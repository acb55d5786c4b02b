use clap::Args;
use serde::Serialize;
use shelve_policy_yaml::ConfigLoader;

use crate::OutputFormat;

#[derive(Args, Debug)]
pub struct CheckArgs {
    /// Configuration name (`fs1`) or absolute path without extension.
    pub config: String,
}

#[derive(Serialize)]
struct CheckReport<'a> {
    config: &'a str,
    fileclasses: Vec<String>,
    policies: Vec<PolicySummary>,
}

#[derive(Serialize)]
struct PolicySummary {
    name: String,
    action: String,
    trigger: Option<String>,
    rules: Vec<String>,
}

pub fn run(loader: &ConfigLoader, args: &CheckArgs, format: &OutputFormat) -> anyhow::Result<()> {
    let namespace = super::load(loader, &args.config)?;

    let report = CheckReport {
        config: &args.config,
        fileclasses: namespace.fileclasses().map(|c| c.name().to_owned()).collect(),
        policies: namespace
            .policies()
            .map(|p| -> anyhow::Result<PolicySummary> {
                Ok(PolicySummary {
                    name: p.name.clone(),
                    action: p.action.normalize()?,
                    trigger: p.trigger.as_ref().map(ToString::to_string),
                    rules: p.rules.iter().map(|r| r.name.clone()).collect(),
                })
            })
            .collect::<anyhow::Result<_>>()?,
    };

    match format {
        OutputFormat::Json => {
            println!("{}", serde_json::to_string_pretty(&report)?);
        }
        OutputFormat::Text => {
            println!(
                "Configuration '{}' is valid: {} fileclass(es), {} policy(ies).",
                report.config,
                report.fileclasses.len(),
                report.policies.len()
            );
            for name in &report.fileclasses {
                println!("  fileclass {name}");
            }
            for policy in &report.policies {
                println!(
                    "  policy {name} -> {action} ({count} rule(s), {trigger})",
                    name = policy.name,
                    action = policy.action,
                    count = policy.rules.len(),
                    trigger = policy.trigger.as_deref().unwrap_or("on demand"),
                );
            }
        }
    }
    Ok(())
}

* _Task goal_
The lines from the one holding "format: &OutputFormat) ->" to the end of the entries are to be repeated exactly, with both ends included and nothing else.

* _Written response_
pub fn run(loader: &ConfigLoader, args: &CheckArgs, format: &OutputFormat) -> anyhow::Result<()> {
    let namespace = super::load(loader, &args.config)?;

    let report = CheckReport {
        config: &args.config,
        fileclasses: namespace.fileclasses().map(|c| c.name().to_owned()).collect(),
        policies: namespace
            .policies()
            .map(|p| -> anyhow::Result<PolicySummary> {
                Ok(PolicySummary {
                    name: p.name.clone(),
                    action: p.action.normalize()?,
                    trigger: p.trigger.as_ref().map(ToString::to_string),
                    rules: p.rules.iter().map(|r| r.name.clone()).collect(),
                })
            })
            .collect::<anyhow::Result<_>>()?,
    };

    match format {
        OutputFormat::Json => {
            println!("{}", serde_json::to_string_pretty(&report)?);
        }
        OutputFormat::Text => {
            println!(
                "Configuration '{}' is valid: {} fileclass(es), {} policy(ies).",
                report.config,
                report.fileclasses.len(),
                report.policies.len()
            );
            for name in &report.fileclasses {
                println!("  fileclass {name}");
            }
            for policy in &report.policies {
                println!(
                    "  policy {name} -> {action} ({count} rule(s), {trigger})",
                    name = policy.name,
                    action = policy.action,
                    count = policy.rules.len(),
                    trigger = policy.trigger.as_deref().unwrap_or("on demand"),
                );
            }
        }
    }
    Ok(())
}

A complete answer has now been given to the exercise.